Air impact wrenches, also known as pneumatic impact wrenches, need to be directly connected to an air compressor during the entire time they are in operation. They are best used with large air compressors as small ones may not be able to supply them with the adequate amount of air. If the user only needs to loosen a couple of bolts, then a small compressor can do the job, but if one plans on using an air impact wrench continuously for an period of time, only large compressors will suffice.
Due to their need for a large amount of air, pneumatic impact wrenches are best for shop work and aren't suitable for on the go repairs. Another downside for those not experienced at using air impact wrenches is that most lack a variable speed trigger. This can make it hard for beginners to control them.
Electric impact wrenches come in cordless and corded varieties, each with their own unique benefits and drawbacks. Corded impact wrenches are similar in size, power, and speed to air-powered models, making them a good alternative to those who don't want to buy a compressor, or don't have the space to store one. Having access to a power supply at all times and running a large extension cord, which must be maneuvered around a busy workshop, can be problematic for some though.
Battery powered impact wrenches are often smaller and less powerful than corded and pneumatically-powered models. This makes them less effective for large or rusted on bolts, but better for getting into small spaces and on-site work. Often a home DIYer will find a battery-powered impact wrench to be the most convenient as they usually don't have to deal with as large or as stubborn of bolts as commercial users do.
Common Mistakes People Make When Using Impact Wrenches
The number one mistake most users make their first few times using an impact wrench is to overtighten their nuts and bolts. This is because they usually underestimate how much force the impact wrench is actually applying since they don't feel it in their hands. This can cause them to strip threads or even break the bolt itself. Luckily there are ways to remove a stripped screw or bolt.
Ideally those new to impact wrenches should look for one that has a torque limiter, which prevent overtightening. Another good way to avoid this is be using an impact wrench solely for loosening items, and a torque wrench for tightening.

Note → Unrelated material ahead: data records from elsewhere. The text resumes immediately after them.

use std::collections::HashMap;

use rand::seq::SliceRandom;
use tracing::{debug, error, info};

use legypte_api_structs::{Gallery, ImageEntry, SourceInfo, Sources, TagMap};

use crate::flickr::{FetchError, FlickrApi, PhotoRecord, SizeClass, PHOTOS_PER_PAGE};

/// Owner identifier that selects the shared photoset instead of a Flickr account.
pub const DEFAULT_OWNER: &str = "default";

pub const MY_PHOTOS_SOURCE: &str = "source_my_photos";
pub const MY_PHOTOS_DISPLAY: &str = "My Photos";

/// Final arrangement of the image list before it is handed out.
pub trait ImageOrder: Send + Sync {
    fn arrange(&self, images: &mut [ImageEntry]);
}

/// Uniform random shuffle.
#[derive(Clone, Copy, Debug, Default)]
pub struct RandomOrder;

impl ImageOrder for RandomOrder {
    fn arrange(&self, images: &mut [ImageEntry]) {
        images.shuffle(&mut rand::thread_rng());
    }
}

/// Leaves images in the order they were fetched.
#[derive(Clone, Copy, Debug, Default)]
pub struct KeepOrder;

impl ImageOrder for KeepOrder {
    fn arrange(&self, _images: &mut [ImageEntry]) {}
}

/// Hands out `tag_id_<n>` handles, so tag text never has to be used as an HTML identifier.
#[derive(Debug)]
pub struct TagRegistry {
    ids: HashMap<String, String>,
    next: u32,
}

impl Default for TagRegistry {
    fn default() -> Self {
        Self {
            ids: HashMap::new(),
            next: 1,
        }
    }
}

impl TagRegistry {
    pub fn id_for(&mut self, tag: &str) -> String {
        if let Some(id) = self.ids.get(tag) {
            return id.clone();
        }

        let id = format!("tag_id_{}", self.next);
        self.next += 1;
        self.ids.insert(tag.to_string(), id.clone());
        id
    }
}

/// Folds raw records from any number of sources into one deduplicated gallery.
#[derive(Debug, Default)]
pub struct GalleryBuilder {
    tags: TagRegistry,
    sources: Sources,
    images: Vec<ImageEntry>,
    // Photo ID -> offset in `images`.
    seen: HashMap<String, usize>,
}

impl GalleryBuilder {
    pub fn add_source(&mut self, key: &str, display: &str, records: &[PhotoRecord]) {
        let source = self
            .sources
            .entry(key.to_string())
            .or_insert_with(|| SourceInfo {
                display: display.to_string(),
                tags: TagMap::new(),
            });

        for record in records {
            if let Some(&offset) = self.seen.get(&record.id) {
                self.images[offset].sources.insert(key.to_string());
                continue;
            }

            let mut image = ImageEntry {
                id: record.id.clone(),
                title: record.title.clone(),
                tags: TagMap::new(),
                sizes: Vec::new(),
                sources: [key.to_string()].into_iter().collect(),
            };

            for tag in record.tags.split_whitespace() {
                let tag_id = self.tags.id_for(tag);
                source
                    .tags
                    .entry(tag.to_string())
                    .or_insert_with(|| tag_id.clone());
                image.tags.insert(tag.to_string(), tag_id);
            }

            image.sizes = SizeClass::ALL
                .iter()
                .filter_map(|&class| record.variant(class))
                .collect();
            image.sizes.sort_by_key(|size| size.width);

            self.seen.insert(image.id.clone(), self.images.len());
            self.images.push(image);
        }
    }

    pub fn build(self) -> Gallery {
        Gallery {
            sources: self.sources,
            images: self.images,
        }
    }
}

/// What the gallery script gets when nothing could be fetched.
pub fn empty_gallery() -> Gallery {
    let mut builder = GalleryBuilder::default();
    builder.add_source(MY_PHOTOS_SOURCE, MY_PHOTOS_DISPLAY, &[]);
    builder.build()
}

pub struct Aggregator {
    flickr: Box<dyn FlickrApi>,
    order: Box<dyn ImageOrder>,
    default_photoset_id: String,
}

impl Aggregator {
    pub fn new(flickr: impl FlickrApi + 'static, default_photoset_id: impl Into<String>) -> Self {
        Self {
            flickr: Box::new(flickr),
            order: Box::new(RandomOrder),
            default_photoset_id: default_photoset_id.into(),
        }
    }

    pub fn with_order(mut self, order: impl ImageOrder + 'static) -> Self {
        self.order = Box::new(order);
        self
    }

    /// Every record for `owner`, one page at a time. Any failure discards what was fetched so far.
    pub async fn fetch_photos(&self, owner: &str) -> Result<Vec<PhotoRecord>, FetchError> {
        let user_id = if owner == DEFAULT_OWNER {
            None
        } else {
            Some(self.flickr.find_user_by_username(owner).await?)
        };

        let mut records = Vec::new();
        let mut page = 1;
        loop {
            let batch = match &user_id {
                None => {
                    self.flickr
                        .get_photoset_photos(&self.default_photoset_id, page)
                        .await?
                },
                Some(user_id) => self.flickr.get_public_photos(user_id, page).await?,
            };
            debug!(page, count = batch.len(), "fetched page");

            let full_page = batch.len() == PHOTOS_PER_PAGE;
            records.extend(batch);
            if !full_page {
                break;
            }
            page += 1;
        }

        Ok(records)
    }

    pub async fn try_aggregate(&self, owner: &str) -> Result<Gallery, FetchError> {
        let records = self.fetch_photos(owner).await?;

        let mut builder = GalleryBuilder::default();
        builder.add_source(MY_PHOTOS_SOURCE, MY_PHOTOS_DISPLAY, &records);
        let mut gallery = builder.build();
        self.order.arrange(&mut gallery.images);

        info!(
            records = records.len(),
            images = gallery.images.len(),
            "aggregated gallery"
        );
        Ok(gallery)
    }

    /// Like `try_aggregate`, but a failed fetch is logged and yields `empty_gallery()`.
    #[tracing::instrument(skip(self))]
    pub async fn aggregate(&self, owner: &str) -> Gallery {
        match self.try_aggregate(owner).await {
            Ok(gallery) => gallery,
            Err(err) => {
                error!("Failed to fetch photos from Flickr: {}", err);
                empty_gallery()
            },
        }
    }
}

Another way inexperienced users damage threads is by not setting the bolt or nut perfectly before using the impact wrench. Cross-threading a fixing and then using an impact wrench will nearly always cause damage. The best way to avoid this is by threading the fixing by hand a few times before using the wrench.
Impact wrenches require special sockets as ordinary sockets are not designed to be used under a cyclic load, but many consumers don't know this. Impact wrenches may cause standard sockets to break, or at the very least wear quicker causing them to become oversized and slip. To avoid this, buy a set of sockets designed specifically for impact wrenches.